By comparison, we look a few years ago when the herb Ephedra killed ten people in an entire year, everybody was in uproar and they pulled it from the market and make it illegal. But here we have a viable class of medication causing over 30 thousand deaths a year and nobody’s saying anything, it’s swept under the rug. It’s a major problem. Not even to mention the addictive aspect of those medications but they kill a lot of people. They’re dangerous.

It’s true. I want to get back to the opioids. But to talk about NSAIDs first. If you go into any drug store, like a CVS or Rite Aid, the isle with NSAIDs is probably the biggest isle in the store. We have, in a way, trained people to take those medications, off label, and that they are “safe”.

Yeah, I mean they are “safe” to the tune that non-steroidal kills sixteen thousand, five hundred people every year, and that’s an underestimation. That’s what science shows us. That’s what research shows us at this point. How safe is it actually? People are just dropping dead. Everybody who takes an Aspirin doesn’t just fall over any die. I get that, but the reality is so many people … It’s justified that we just say, “Okay. My knee hurts. Here’s a drug.” Just take it every time you need to go exercise. Take it every time you want to go for a run. It’s a bad move because when you mask the pain you are masking the origin of the pain and you are allowing for the insidious damage that’s creating it to perpetuate. That insidious damage can lead to other very, very big problems.

Again, the problem is a person … Let’s just take a thirty year old guy who wants to ride his bike every weekend but it hurts. So he’s always popping the Advil. He’s always popping the Ibuprofen and he’s just doing all this intrinsic damage to his leg because he’s blocking the pain and then he’s using the joint. The joint is already damaged and the wear and tear makes more damage. So he’s just creating a bigger and bigger problem that, ultimately is usually going to lead to a surgical procedure and we still haven’t fixed the origin of the problem. All of that at great expense.

We look at it just from a business perspective. The cost of that, just the surgery alone, depending on the kind of surgery but most surgeries you’re going to run upwards of over twenty thousand dollars. You look at the cost of that versus the cost of addressing root cause, root origin of where the pain is coming from.

Sometimes it’s just as simple as exercise patterns and movements and stretching and mobility and not being sedentary. Sometimes it goes a little bit deeper. I’ve seen chronic pain syndromes, particularly joint pains, because of a vitamin A deficiency or vitamin C deficiency or gluten sensitivity or dairy sensitivity. It’s simple to investigate if a doctor is just trained to look at it.

Awesome. I think we should just maybe give a minute or two toward the CDC statement on the opioids. What would your recommendation be to someone who goes to a physician and says, “I have back pain”, or, “I have neck pain”, or, “I have shoulder pain” and the first thing they are given is prescription for an opioid. How to we start to move people away from … The drug is what’s going to cause the pain. I think both you and I know there are many many other natural ways to cure pain.

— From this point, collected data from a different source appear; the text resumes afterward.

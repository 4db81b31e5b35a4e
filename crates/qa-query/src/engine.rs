//! Retrieval engine facade.

use std::sync::Arc;
use std::time::{Duration, Instant};

use tracing::{debug, info, warn};

use qa_core::{
    Candidate, ContextBlock, Dimension, DimensionFailure, DimensionPlan, LanguageModel,
    PlannedSearchResponse, QaConfig, QaError, Result, SearchResponse, VectorStore,
};
use qa_index::{IndexHandle, IndexSummary, LexicalIndex, RebuildReport};
use qa_plan::DimensionPlanner;
use qa_text::{Keyword, Tokenizer};

use crate::context::assemble;
use crate::dedup::dedupe;
use crate::fusion::Reranker;
use crate::orchestrator::{MultiStageSearch, CONTEXT_SUFFICIENT};

/// Message attached to responses with no ranked fragments.
pub const NO_RESULTS: &str = "no relevant content found";

/// Floor for the per-dimension result count of a planned search.
const MIN_PER_DIMENSION: usize = 10;

/// Extra hits fetched per dimension beyond its share of `max_results`.
const PER_DIMENSION_SLACK: usize = 5;

/// Hybrid retrieval engine.
///
/// Combines semantic search from the vector store with BM25 and exact-match
/// scoring, deduplicates, reranks and renders a context block. The lexical
/// index is shared read-mostly state, published atomically by
/// [`RetrievalEngine::rebuild_index`].
pub struct RetrievalEngine<S, M> {
    /// Vector store.
    store: Arc<S>,

    /// Shared tokenizer.
    tokenizer: Arc<Tokenizer>,

    /// Current lexical index.
    index: IndexHandle,

    /// Score fusion.
    reranker: Reranker,

    /// Dimension planner.
    planner: DimensionPlanner<M>,

    /// Multi-stage retrieval.
    orchestrator: MultiStageSearch<S>,

    config: QaConfig,
}

impl<S, M> RetrievalEngine<S, M>
where
    S: VectorStore,
    M: LanguageModel,
{
    /// Create an engine. Without a model, planning uses the rule-based path.
    pub fn new(store: Arc<S>, model: Option<Arc<M>>, config: QaConfig) -> Self {
        let tokenizer = Arc::new(Tokenizer::with_config(&config.text));
        Self::with_tokenizer(store, model, config, tokenizer)
    }

    /// Create an engine sharing an existing tokenizer.
    pub fn with_tokenizer(
        store: Arc<S>,
        model: Option<Arc<M>>,
        config: QaConfig,
        tokenizer: Arc<Tokenizer>,
    ) -> Self {
        let planner = match model {
            Some(model) => DimensionPlanner::new(model, config.planner.clone()),
            None => DimensionPlanner::rules_only(config.planner.clone()),
        };

        Self {
            index: IndexHandle::new(Arc::clone(&tokenizer), config.bm25.clone()),
            reranker: Reranker::new(Arc::clone(&tokenizer), config.fusion.clone())
                .with_max_keywords(config.search.max_keywords),
            orchestrator: MultiStageSearch::new(
                Arc::clone(&store),
                Arc::clone(&tokenizer),
                Duration::from_millis(config.search.dimension_timeout_ms),
            )
            .with_max_keywords(config.search.max_keywords),
            planner,
            store,
            tokenizer,
            config,
        }
    }

    /// Engine configuration.
    pub fn config(&self) -> &QaConfig {
        &self.config
    }

    /// Rebuild the lexical index from the store's corpus.
    pub async fn rebuild_index(&self) -> Result<RebuildReport> {
        self.index.rebuild(self.store.as_ref()).await
    }

    /// Summary of the published lexical index.
    pub fn index_stats(&self) -> IndexSummary {
        self.index.snapshot().summary()
    }

    /// Top query keywords.
    pub fn keywords(&self, query: &str) -> Vec<Keyword> {
        self.tokenizer
            .extract_keywords(query, self.config.search.max_keywords)
    }

    /// Plan a query without searching.
    pub async fn plan(&self, query: &str, context: Option<&str>) -> DimensionPlan {
        self.planner.plan(query, context).await
    }

    /// Single-pass hybrid search.
    ///
    /// Semantic candidates come from the vector store; when the store fails
    /// or returns nothing, the lexical path supplies candidates instead.
    /// `top_k` and `max_context_length` default to the configured values.
    pub async fn search(
        &self,
        query: &str,
        top_k: Option<usize>,
        max_context_length: Option<usize>,
    ) -> Result<SearchResponse> {
        let start = Instant::now();
        let query = validate_query(query)?;
        let top_k = top_k.unwrap_or(self.config.search.default_top_k);
        let max_context_length =
            max_context_length.unwrap_or(self.config.search.max_context_length);
        if top_k == 0 {
            return Err(QaError::invalid_argument("top_k must be positive"));
        }

        info!("Searching for: {:?}", query);

        let keywords: Vec<String> = self.keywords(query).into_iter().map(|k| k.term).collect();
        let index = self.index.snapshot();
        let fetch_k = self.config.search.max_candidates.max(top_k);

        let semantic = tokio::time::timeout(
            Duration::from_millis(self.config.search.dimension_timeout_ms),
            self.orchestrator.semantic(query, fetch_k),
        )
        .await
        .unwrap_or_else(|_| {
            Err(QaError::timeout(
                "semantic search",
                self.config.search.dimension_timeout_ms,
            ))
        });

        let candidates = match semantic {
            Ok(candidates) if !candidates.is_empty() => candidates,
            Ok(_) => {
                debug!("No semantic candidates, using lexical path");
                self.orchestrator.lexical(query, fetch_k, &index)
            }
            Err(e) => {
                warn!("Semantic search failed ({}), using lexical path", e);
                self.orchestrator.lexical(query, fetch_k, &index)
            }
        };

        let (ranked, context, candidate_count) =
            self.finish(query, candidates, &index, top_k, max_context_length);

        let search_time_secs = start.elapsed().as_secs_f64();
        info!(
            "Search completed in {:.3}s, returned {} results",
            search_time_secs,
            ranked.len()
        );

        Ok(SearchResponse {
            query: query.to_string(),
            message: ranked.is_empty().then(|| NO_RESULTS.to_string()),
            ranked,
            context,
            search_time_secs,
            candidate_count,
            keywords,
        })
    }

    /// Planned multi-stage search.
    ///
    /// The planner decides whether the conversation context already answers
    /// the query; low-confidence plans search anyway. Each planned dimension
    /// fetches `max(max_results / dimensions + 5, 10)` hits.
    pub async fn plan_and_search(
        &self,
        query: &str,
        context: Option<&str>,
        max_results: usize,
    ) -> Result<PlannedSearchResponse> {
        let start = Instant::now();
        let query = validate_query(query)?;
        if max_results == 0 {
            return Err(QaError::invalid_argument("max_results must be positive"));
        }

        let mut plan = self.planner.plan(query, context).await;
        let needs_search = self.planner.should_search(&plan);

        if !needs_search {
            info!("Context judged sufficient for {:?}", query);
            return Ok(PlannedSearchResponse {
                query: query.to_string(),
                needs_search: false,
                plan,
                dimensions_searched: Vec::new(),
                ranked: Vec::new(),
                context: ContextBlock::default(),
                search_time_secs: start.elapsed().as_secs_f64(),
                fallback: false,
                failures: Vec::new(),
                message: Some(CONTEXT_SUFFICIENT.to_string()),
            });
        }

        if plan.missing_dimensions.is_empty() {
            debug!("Search required but no dimensions planned, defaulting to semantic");
            plan.missing_dimensions.push(Dimension::Semantic);
        }

        let dimensions = plan.dimensions_by_priority().len();
        let per_dimension_k = (max_results / dimensions + PER_DIMENSION_SLACK).max(MIN_PER_DIMENSION);
        let index = self.index.snapshot();

        let outcome = match self
            .orchestrator
            .search(query, &plan, per_dimension_k, &index)
            .await
        {
            Ok(outcome) => outcome,
            Err(e) => {
                warn!("Planned search failed: {}", e);
                return Ok(PlannedSearchResponse {
                    query: query.to_string(),
                    needs_search: true,
                    plan,
                    dimensions_searched: Vec::new(),
                    ranked: Vec::new(),
                    context: assemble(&[], self.config.search.max_context_length),
                    search_time_secs: start.elapsed().as_secs_f64(),
                    fallback: true,
                    failures: vec![DimensionFailure {
                        dimension: Dimension::Semantic,
                        code: e.error_code().to_string(),
                        message: e.to_string(),
                    }],
                    message: Some(NO_RESULTS.to_string()),
                });
            }
        };

        let (ranked, context, _) = self.finish(
            query,
            outcome.candidates,
            &index,
            max_results,
            self.config.search.max_context_length,
        );

        let search_time_secs = start.elapsed().as_secs_f64();
        info!(
            "Planned search over {:?} completed in {:.3}s, returned {} results",
            outcome.searched,
            search_time_secs,
            ranked.len()
        );

        Ok(PlannedSearchResponse {
            query: query.to_string(),
            needs_search: true,
            plan,
            dimensions_searched: outcome.searched,
            message: ranked.is_empty().then(|| NO_RESULTS.to_string()),
            ranked,
            context,
            search_time_secs,
            fallback: outcome.fallback,
            failures: outcome.failures,
        })
    }

    /// Deduplicate, rerank and render.
    fn finish(
        &self,
        query: &str,
        candidates: Vec<Candidate>,
        index: &LexicalIndex,
        top_k: usize,
        max_context_length: usize,
    ) -> (Vec<Candidate>, ContextBlock, usize) {
        let original = candidates.len();
        let deduped = dedupe(candidates);
        let deduplicated = deduped.len();
        let ranked = self.reranker.rerank(query, deduped, index, top_k);

        debug!(
            "Pipeline counts: {} candidates, {} after dedupe, {} ranked",
            original,
            deduplicated,
            ranked.len()
        );

        let context = assemble(&ranked, max_context_length).with_pipeline_counts(original, deduplicated);
        (ranked, context, original)
    }
}

fn validate_query(query: &str) -> Result<&str> {
    let trimmed = query.trim();
    if trimmed.is_empty() {
        return Err(QaError::invalid_argument("query must not be empty"));
    }
    Ok(trimmed)
}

I think, number one, if that’s the first thing that your physician is pulling out of his tool belt is an opioid you need to get a second opinion.

I agree one hundred percent.

I mean, that’s not to say all opioids are evil or bad. I want to be very clear. I’m not anti-drug. I’m anti-drug abuse. I’m anti using the drug in the wrong scenario for the wrong length of time.

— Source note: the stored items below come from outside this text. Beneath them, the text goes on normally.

//! qa-core - Core types and traits for the retrieval engine
//!
//! This crate provides the data model, the interfaces to the external
//! vector store and language model, configuration, and error handling
//! shared by the other qa crates.

pub mod config;
pub mod error;
pub mod time;
pub mod traits;
pub mod types;

pub use config::*;
pub use error::{QaError, Result};
pub use time::{format_clock, parse_clock, TimeRange};
pub use traits::*;
pub use types::*;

If you’ve got a chronically ill cancer patient who’s got a huge tumor and they are in severe pain, give them the opioid. That’s not the issue. What we’re talking about, traditionally are people who just haven’t been taken through the right criteria to justify the use of such a drug on day one.

There’s a lot of natural things that can be done for pain. Aside from isolating and identifying the root cause of where the pain is coming from, there are a number of natural anti-inflammatory compounds. One of the cheapest and most effective is high dose Omega 3. One of the reasons why it works so well is because so many Americans eat a diet so rich in Omega 3’s counterpart Omega 6. Omega 6 fats, which are high in vegetable oils, high in hydrogenated fats, high in most processed foods and high, high, high levels in grain. This is one of the reasons why, aside from gluten, I have patients that I take them off of grain is we can reduce their Omega 6 count.

Omega 6 triggers inflammation. It contributes to chronic inflammation. If a person is eating foods that have a lot of Omega 6 fat on a regular basis and they’re not getting adequate levels of Omega 3, their body is going to be in a hyper inflamed state regardless. If we can reverse that Omega 6-3 ratio with fish oil and the right diet changes, it’s very very effective at reducing pain naturally without having a need to do anything else.

Some people will use herbs or spices. Tumeric is probably one of the most noted and well studied as an anti-inflammatory for pain. It works really well. I find proteolytic enzymes to be extremely effective at acute pain relief in patients who need acute pain relief but don’t want to do non-steroidal inflammatory’s or some other type of pain medication.

There’s plenty of natural alternatives. I will even caution people about natural alternatives. Just because it’s a supplement and it’s safe for bandwagon, find out why the pain is there because you can do just much damage taking the natural alternative if you don’t figure out the origin of the pain. You can use the natural alternative in the interim, in the beginning, to reduce the pain while you are still hunting out the reason the pain exists in the first place.

Excellent. So in your book you advocate eliminating all grains from the diet. So I want to play devil’s advocate for a second. The diet you recommend is very similar to the one I use with my patients, but is someone were to say to you, “Well, I have beans maybe once of twice a week and they don’t really bother me and someone told me that grains are full of fiber and have some essential vitamins in there”, what would you say to them about that?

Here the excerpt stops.